LinuxQuestions.org

LinuxQuestions.org (/questions/)
-   Linux - Server (http://www.linuxquestions.org/questions/linux-server-73/)
-   -   How best to speed up an rsync/rsnapshot backup (http://www.linuxquestions.org/questions/linux-server-73/how-best-to-speed-up-an-rsync-rsnapshot-backup-4175426936/)

Vanyel 09-12-2012 03:47 PM

How best to speed up an rsync/rsnapshot backup
 
I have a CentOS 6 box with Rsnapshot installed (rsync 3.06 is on the machine) backing up several linux boxes and one Windows XP machine connected to an instrument to gather scientific data.

The two data folders on the XP box are shared to the server via standard smb filesharing and mounted "locally" on the linux box, where rsnapshot backs them up to an internal array.

This worked fine initially but months later I see that the scientific software regularly generates HUNDREDS of folders with hundreds of tiny files in them and the backup has become a mess as walking the folder tree takes so long that one backup never finishes before the next one is supposed to begin, and runs simultaneously with a second, unrelated rsnapshot instance, bogging the machine down horribly as both go on.

How can I speed this up?

The linux server already has a lot of memory (12 GB). Both machines have gigabit ethernet. I hear smb is much slower than NFS. Would putting NFS on the Windows box be a good way to get some more speed from this?

OR should I install rsync for Windows on the PC and forgo mounting the folders, letting rsync talk machine to machine?

Or does someone have a better idea than either?

SecretCode 09-12-2012 05:38 PM

I think rsync on windows would be the fastest solution. But that's not a scientific opinion.

How often does your backup run? How many files & folders are we talking about?

Vanyel 09-13-2012 09:55 AM

I want it to run nightly. As for how many? Hundreds of folders with little files! I don’t know. Too damn much. More added every day. Not lots of changes, but rsync doesn’t know what’s changed until after it’s looked at everything.

TenTenths 09-13-2012 10:25 AM

Have you thought about using dirvish to only rsync changed files each time?

Vanyel 09-13-2012 12:44 PM

“dirvish”? Never heard of it. I’ll keep that in mind for future reference. Of course, rsync (what the rsnapshot script is built on) will only sync changed files ... it’s just that it needs to look at all the files in the source first and compare them all to the destination before it knows what’s changed, and with hundreds of files that takes time.

I did find out some other things while surfing around though.

Rsync won’t use the same delta algorithms to determine what’s changed or not in the source and what needs to be copied when looking at a local (or locally mounted) filesystem as when it’s going over the network. Addressing my locally mounted folder as "localhost:/source” instead of “/source” should change that, making it in effect, a network backup.

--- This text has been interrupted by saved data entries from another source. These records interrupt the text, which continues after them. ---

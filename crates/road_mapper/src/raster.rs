//! Region-growing lane rasterizer.
//!
//! Every tessellated sample seeds an 8-connected flood fill over the grid. A cell is
//! evaluated at most once per lane (`owner_lane`), and a cell claimed by an earlier
//! lane is never touched again, so lane order decides overlaps.

use std::num::NonZeroU32;

use carmen_map::PROB_MAX;
use glam::DVec2;
use log::trace;
use serde::Serialize;

use crate::curve::OrientedPolyline;
use crate::grid::{Cell, Grid};
use crate::locate::nearest_point;
use crate::marking::{LaneMarking, MarkingKind};

const NEIGHBORS: [(i64, i64); 8] = [
    (-1, -1),
    (0, -1),
    (1, -1),
    (-1, 0),
    (1, 0),
    (-1, 1),
    (0, 1),
    (1, 1),
];

/// Per-lane rasterization parameters.
#[derive(Debug, Clone, Copy)]
pub struct LaneSpec {
    /// 1-based position of the lane in its document.
    pub id: NonZeroU32,
    /// Full lane width in cells.
    pub stroke_width: f64,
    pub marking: LaneMarking,
}

/// Notified after each claimed cell.
pub trait ClaimObserver {
    fn on_claim(&mut self, lane: NonZeroU32, x: usize, y: usize, cell: &Cell);
}

#[derive(Debug, Clone, Copy, Default, PartialEq, Eq, Serialize)]
pub struct LaneStats {
    /// Samples that started a flood fill.
    pub seeds: usize,
    /// Nearest-point queries.
    pub evaluated: usize,
    pub claimed: usize,
    pub out_of_bounds: usize,
    /// Evaluated cells farther than half the lane width.
    pub too_far: usize,
    /// Evaluated cells whose nearest sample was not orthogonal enough.
    pub oblique: usize,
}

/// Marking probability for a cell `distance` away from the centerline:
/// `MAX` within one cell of the lane edge, `MAX / 2` within two, else 0.
#[inline]
fn marking_probability(max_distance: f64, distance: f64) -> u16 {
    let edge = max_distance - distance;
    let hits = (edge < 1.0) as u8 + (edge < 2.0) as u8;
    (hits as f64 * 0.5 * PROB_MAX as f64).round() as u16
}

/// Lane-center probability, linear from `MAX` on the centerline to `MAX / 4` at the edge.
#[inline]
fn lane_center_probability(max_distance: f64, distance: f64) -> u16 {
    ((1.0 - 0.75 * distance / max_distance) * PROB_MAX as f64).round() as u16
}

/// Rasterize one lane into `grid`.
pub fn rasterize_lane<'o>(
    grid: &mut Grid,
    lane: &LaneSpec,
    polyline: &OrientedPolyline,
    mut observer: Option<&mut (dyn ClaimObserver + 'o)>,
) -> LaneStats {
    let max_distance = lane.stroke_width / 2.0;
    let mut stats = LaneStats::default();
    let mut stack: Vec<(i64, i64)> = Vec::new();
    let mut last_seed: Option<(i64, i64)> = None;

    for sample in polyline.samples() {
        let seed = (
            sample.position.x.round() as i64,
            sample.position.y.round() as i64,
        );
        if last_seed == Some(seed) {
            continue;
        }
        last_seed = Some(seed);
        stats.seeds += 1;

        stack.push(seed);
        while let Some((x, y)) = stack.pop() {
            let Some(cell) = grid.get_mut(x, y) else {
                stats.out_of_bounds += 1;
                continue;
            };

            if cell.owner_lane == Some(lane.id) || cell.claimed {
                continue;
            }

            let nearest = nearest_point(polyline, DVec2::new(x as f64, y as f64));
            stats.evaluated += 1;
            cell.owner_lane = Some(lane.id);

            // A NaN distance (non-finite geometry) is never within reach.
            if !(nearest.distance <= max_distance) {
                stats.too_far += 1;
                continue;
            }
            if nearest.distance > 1.0 && nearest.cos.abs() > 1.0 {
                stats.oblique += 1;
                continue;
            }

            let marking = marking_probability(max_distance, nearest.distance);
            let kind = lane.marking.side(nearest.is_left());

            cell.off_road = 0;
            cell.solid_marking = if kind == MarkingKind::Solid { marking } else { 0 };
            cell.broken_marking = if kind == MarkingKind::Broken { marking } else { 0 };
            cell.lane_center = lane_center_probability(max_distance, nearest.distance);
            cell.claimed = true;
            stats.claimed += 1;

            trace!(
                "lane {} claimed ({}, {}): d = {:.3}, cos = {:.3}, sin = {:.3}, center = {}, solid = {}, broken = {}",
                lane.id,
                x,
                y,
                nearest.distance,
                nearest.cos,
                nearest.sin,
                cell.lane_center,
                cell.solid_marking,
                cell.broken_marking
            );

            if let Some(obs) = observer.as_deref_mut() {
                obs.on_claim(lane.id, x as usize, y as usize, cell);
            }

            for (dx, dy) in NEIGHBORS {
                stack.push((x + dx, y + dy));
            }
        }
    }

    stats
}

Windows filesystem timestamps resolve with a 2 second accuracy, not 1 second like linux. So looking at timestamps, a Windows file may seem different to linux that actually is not. Lengthening the modify window argument in rsync can overcome that (I chose 3 seconds just to be safe, so any file with a 3 second or less modification difference is considered not different).

Windows Service for UNIX is free these days and lets me export NFS from a WinXP box! Also something of a one-click install. see http://technonstop.com/tutorial-setu...server-windows . This will let me easily get away from SMB to a faster protocol.

I’ll see tonight if these changes add up to enough of a difference. Wish me luck!

Vanyel 09-13-2012 12:48 PM

I’m leery about installing rsync on the Windows box and doing away with mounts for direct network copying instead, because I notice large (i.e. multi-gigabyte) rsync transfers can bog down a linux box, and I don’t want to chance the same thing happening to the Windows PC. I don’t have control over when it’s being used for data acquisition at the keyboard.

SecretCode 09-13-2012 02:14 PM

Can you do it once as a test? And are you sure all the file I/O - which has to happen somehow - isn't bogging down the windows machine?


All times are GMT -5. The time now is 10:30 AM.